Comedy, Family Drama
"The Reeve's Tale" starts out trying to be a comedy. All the signs of comedy are there: a miller who regularly cheats his customers, two buddies on a road trip, a night spent all together in close quarters that culminates in several cases of mistaken identity… Yet somewhere along the way, "The Reeve's Tale" becomes very, very dark. It's hard to find the humor in what we might call Aleyn's rape of Symkyn's daughter, or the brutal beating Symkyn receives.

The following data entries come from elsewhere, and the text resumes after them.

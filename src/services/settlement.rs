//! Side effects of terminal payment states.
//!
//! Every effect is keyed by the intent id, so running [`Settlement::apply`] twice for
//! the same intent and status changes nothing the second time. The coordinator runs
//! it right after a transition commits and the sweeper re-runs it for intents whose
//! effects did not all go through.

use crate::domain::{
    EntryReason, IdempotencyKey, LedgerEntry, PaymentIntent, PaymentPurpose, PaymentStatus,
};
use crate::ports::{CampaignDirectory, CollaboratorError};
use crate::services::ledger::{Ledger, LedgerError};
use std::sync::Arc;
use tracing::{debug, info};
use uuid::Uuid;

#[derive(Debug, thiserror::Error)]
pub enum SettlementError {
    #[error(transparent)]
    Ledger(#[from] LedgerError),
    #[error(transparent)]
    Campaign(#[from] CollaboratorError),
    #[error("Payment intent {0} has no campaign attached")]
    MissingSubject(Uuid),
}

impl SettlementError {
    /// Errors that retrying will not fix without someone stepping in.
    pub fn is_permanent(&self) -> bool {
        match self {
            SettlementError::Ledger(
                LedgerError::Repository(_) | LedgerError::InsufficientBalance { .. },
            ) => false,
            SettlementError::Campaign(CollaboratorError::Unavailable(_)) => false,
            _ => true,
        }
    }
}

#[derive(Clone)]
pub struct Settlement {
    ledger: Ledger,
    campaigns: Arc<dyn CampaignDirectory>,
}

/// A replayed ledger write is as good as the first one.
fn already_applied(result: Result<LedgerEntry, LedgerError>) -> Result<LedgerEntry, LedgerError> {
    match result {
        Ok(entry) | Err(LedgerError::DuplicateEntry(entry)) => Ok(entry),
        Err(err) => Err(err),
    }
}

impl Settlement {
    pub fn new(ledger: Ledger, campaigns: Arc<dyn CampaignDirectory>) -> Self {
        Self { ledger, campaigns }
    }

    pub async fn apply(&self, intent: &PaymentIntent) -> Result<(), SettlementError> {
        match (intent.status, intent.purpose) {
            (PaymentStatus::Paid, PaymentPurpose::CampaignPublicationFee) => {
                let campaign_id = subject(intent)?;
                self.campaigns.mark_pending_review(campaign_id).await?;
                info!(payment_id = %intent.id, campaign_id, "Campaign submitted for review");
            }
            (PaymentStatus::Paid, PaymentPurpose::WalletDeposit) => {
                self.credit_deposit(intent).await?;
            }
            (PaymentStatus::Failed | PaymentStatus::Canceled, _) => {
                self.release_reservation(intent).await?;
            }
            (PaymentStatus::Refunded, PaymentPurpose::CampaignPublicationFee) => {
                self.refund_wallet_portion(intent).await?;
                let campaign_id = subject(intent)?;
                self.campaigns.revert_to_draft(campaign_id).await?;
                info!(payment_id = %intent.id, campaign_id, "Campaign reverted to draft");
            }
            (PaymentStatus::Refunded, PaymentPurpose::WalletDeposit) => {
                self.reverse_deposit(intent).await?;
            }
            _ => {}
        }
        Ok(())
    }

    /// Debits the wallet portion of a checkout. Safe to call again for the same intent.
    pub async fn reserve_wallet(&self, intent: &PaymentIntent) -> Result<LedgerEntry, LedgerError> {
        let wallet = self
            .ledger
            .open_account(&intent.owner_id, &intent.currency)
            .await?;
        let key = IdempotencyKey::WalletDebit(intent.id).as_string();
        already_applied(
            self.ledger
                .debit(
                    wallet.id,
                    intent.wallet_applied_cents,
                    EntryReason::CampaignPayment,
                    &key,
                    Some(intent.id),
                )
                .await,
        )
    }

    /// Returns the reserved wallet amount of a payment that did not complete.
    /// Nothing happens when no reservation was ever recorded.
    pub async fn release_reservation(
        &self,
        intent: &PaymentIntent,
    ) -> Result<Option<LedgerEntry>, LedgerError> {
        self.compensate_debit(intent, IdempotencyKey::WalletRelease(intent.id))
            .await
    }

    pub async fn refund_wallet_portion(
        &self,
        intent: &PaymentIntent,
    ) -> Result<Option<LedgerEntry>, LedgerError> {
        self.compensate_debit(intent, IdempotencyKey::Refund(intent.id))
            .await
    }

    async fn compensate_debit(
        &self,
        intent: &PaymentIntent,
        key: IdempotencyKey,
    ) -> Result<Option<LedgerEntry>, LedgerError> {
        let debit_key = IdempotencyKey::WalletDebit(intent.id).as_string();
        let Some(debit) = self.ledger.find_entry(&debit_key).await? else {
            debug!(payment_id = %intent.id, "No wallet reservation to compensate");
            return Ok(None);
        };

        let entry = already_applied(
            self.ledger
                .credit(
                    debit.wallet_account_id,
                    -debit.signed_amount_cents,
                    EntryReason::Refund,
                    &key.as_string(),
                    Some(intent.id),
                )
                .await,
        )?;
        Ok(Some(entry))
    }

    pub async fn credit_deposit(&self, intent: &PaymentIntent) -> Result<LedgerEntry, LedgerError> {
        let wallet = self
            .ledger
            .open_account(&intent.owner_id, &intent.currency)
            .await?;
        let key = IdempotencyKey::Deposit(intent.id).as_string();
        already_applied(
            self.ledger
                .credit(
                    wallet.id,
                    intent.gateway_amount_cents,
                    EntryReason::Deposit,
                    &key,
                    Some(intent.id),
                )
                .await,
        )
    }

    /// Checks that a deposit could be taken back out of the wallet right now.
    /// Passes when the deposit was never credited or is already reversed.
    pub async fn ensure_deposit_reversible(&self, intent: &PaymentIntent) -> Result<(), LedgerError> {
        let deposit_key = IdempotencyKey::Deposit(intent.id).as_string();
        let Some(deposit) = self.ledger.find_entry(&deposit_key).await? else {
            return Ok(());
        };
        let reversal_key = IdempotencyKey::DepositReversal(intent.id).as_string();
        if self.ledger.find_entry(&reversal_key).await?.is_some() {
            return Ok(());
        }

        let available = self.ledger.balance(deposit.wallet_account_id).await?;
        if available < deposit.signed_amount_cents {
            return Err(LedgerError::InsufficientBalance {
                available,
                requested: deposit.signed_amount_cents,
            });
        }
        Ok(())
    }

    /// Takes a refunded deposit back out of the wallet. Fails with
    /// `InsufficientBalance` if the money has already been spent.
    pub async fn reverse_deposit(
        &self,
        intent: &PaymentIntent,
    ) -> Result<Option<LedgerEntry>, LedgerError> {
        let deposit_key = IdempotencyKey::Deposit(intent.id).as_string();
        let Some(deposit) = self.ledger.find_entry(&deposit_key).await? else {
            return Ok(None);
        };

        let key = IdempotencyKey::DepositReversal(intent.id).as_string();
        let entry = already_applied(
            self.ledger
                .debit(
                    deposit.wallet_account_id,
                    deposit.signed_amount_cents,
                    EntryReason::Withdrawal,
                    &key,
                    Some(intent.id),
                )
                .await,
        )?;
        Ok(Some(entry))
    }
}

fn subject(intent: &PaymentIntent) -> Result<&str, SettlementError> {
    intent
        .subject_id
        .as_deref()
        .ok_or(SettlementError::MissingSubject(intent.id))
}

#[cfg(test)]
mod tests {
    use super::*;
    use crate::campaigns::InMemoryCampaigns;
    use crate::db::InMemoryLedgerStore;
    use crate::domain::{compute_split, CampaignStatus, PaymentMethod, SplitRequest};
    use crate::ports::RepositoryError;
    use chrono::Utc;

    fn setup() -> (Settlement, Ledger, Arc<InMemoryCampaigns>) {
        let ledger = Ledger::new(Arc::new(InMemoryLedgerStore::new()));
        let campaigns = Arc::new(InMemoryCampaigns::new());
        (
            Settlement::new(ledger.clone(), campaigns.clone()),
            ledger,
            campaigns,
        )
    }

    fn fee_intent(balance: i64, fee: i64) -> PaymentIntent {
        let split = compute_split(&SplitRequest {
            requested_amount_cents: fee,
            available_balance_cents: balance,
            use_wallet: true,
            wallet_cap_cents: None,
            method: PaymentMethod::Pix,
        });
        PaymentIntent::new(
            "creator-1",
            PaymentPurpose::CampaignPublicationFee,
            Some("42".to_string()),
            "BRL",
            &split,
        )
    }

    async fn fund(ledger: &Ledger, amount: i64) {
        let wallet = ledger.open_account("creator-1", "BRL").await.unwrap();
        ledger
            .credit(wallet.id, amount, EntryReason::Deposit, "seed", None)
            .await
            .unwrap();
    }

    #[tokio::test]
    async fn test_release_returns_reserved_amount_once() {
        let (settlement, ledger, _) = setup();
        fund(&ledger, 1000).await;
        let mut intent = fee_intent(1000, 1500);

        settlement.reserve_wallet(&intent).await.unwrap();
        assert_eq!(ledger.balance_for_owner("creator-1", "BRL").await.unwrap(), 0);

        intent.fail("declined", Utc::now()).unwrap();
        settlement.apply(&intent).await.unwrap();
        settlement.apply(&intent).await.unwrap();

        assert_eq!(
            ledger.balance_for_owner("creator-1", "BRL").await.unwrap(),
            1000
        );
    }

    #[tokio::test]
    async fn test_release_without_reservation_is_noop() {
        let (settlement, ledger, _) = setup();
        let intent = fee_intent(0, 1500);

        assert!(settlement.release_reservation(&intent).await.unwrap().is_none());
        assert!(ledger.find_account("creator-1", "BRL").await.unwrap().is_none());
    }

    #[tokio::test]
    async fn test_paid_fee_marks_campaign_for_review() {
        let (settlement, _, campaigns) = setup();
        campaigns.insert("42", "creator-1", CampaignStatus::Draft, 1500);
        let mut intent = fee_intent(0, 1500);
        intent
            .transition(PaymentStatus::Paid, Utc::now())
            .unwrap();

        settlement.apply(&intent).await.unwrap();

        assert_eq!(
            campaigns.status("42"),
            Some(CampaignStatus::PendingReview)
        );
    }

    #[tokio::test]
    async fn test_deposit_reversal_requires_funds() {
        let (settlement, ledger, _) = setup();
        let split = compute_split(&SplitRequest {
            requested_amount_cents: 800,
            available_balance_cents: 0,
            use_wallet: false,
            wallet_cap_cents: None,
            method: PaymentMethod::Pix,
        });
        let intent = PaymentIntent::new(
            "creator-1",
            PaymentPurpose::WalletDeposit,
            None,
            "BRL",
            &split,
        );

        let credit = settlement.credit_deposit(&intent).await.unwrap();
        ledger
            .debit(
                credit.wallet_account_id,
                500,
                EntryReason::CampaignPayment,
                "spend",
                None,
            )
            .await
            .unwrap();

        let err = settlement.ensure_deposit_reversible(&intent).await.unwrap_err();
        assert!(matches!(
            err,
            LedgerError::InsufficientBalance {
                available: 300,
                requested: 800
            }
        ));
        let err = settlement.reverse_deposit(&intent).await.unwrap_err();
        assert!(matches!(
            err,
            LedgerError::InsufficientBalance {
                available: 300,
                requested: 800
            }
        ));
    }

    #[test]
    fn test_outages_are_retryable_rejections_are_not() {
        let outage = SettlementError::Campaign(CollaboratorError::Unavailable("503".into()));
        let store = SettlementError::Ledger(LedgerError::Repository(
            RepositoryError::Database("connection reset".into()),
        ));
        let rejected = SettlementError::Campaign(CollaboratorError::Rejected("archived".into()));
        let missing = SettlementError::MissingSubject(Uuid::new_v4());

        assert!(!outage.is_permanent());
        assert!(!store.is_permanent());
        assert!(rejected.is_permanent());
        assert!(missing.is_permanent());
    }
}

Nevertheless, the tale continues to attempt to make us laugh, parodying the genre of the "dawn song," the address with which newly-coupled lovers say farewell after a night of passion, in Malyne's goodbye to Aleyn; or trying to milk the humor out of Symkyn's wife's confusion of her husband's bald head with the white cap of a clerk. It's possible to read all this as comedic. On the other hand, we might read it as evidence of the narrator's pleasure in the punishment Symkyn receives.
Defining "The Reeve's Tale" as a "family drama" might make more sense, especially given the long discussion of Symkyn's wife's family ties and Malyne's potential inheritance. Although the conflict in the tale is at first limited to the miller and the two clerks, the whole family gets drawn into it in the end, justifying a label for "The Reeve's Tale" as a family drama. In fact, "The Reeve's Tale" might even be making a point about how the "sins of the father" rebound upon his whole family when all is said and done.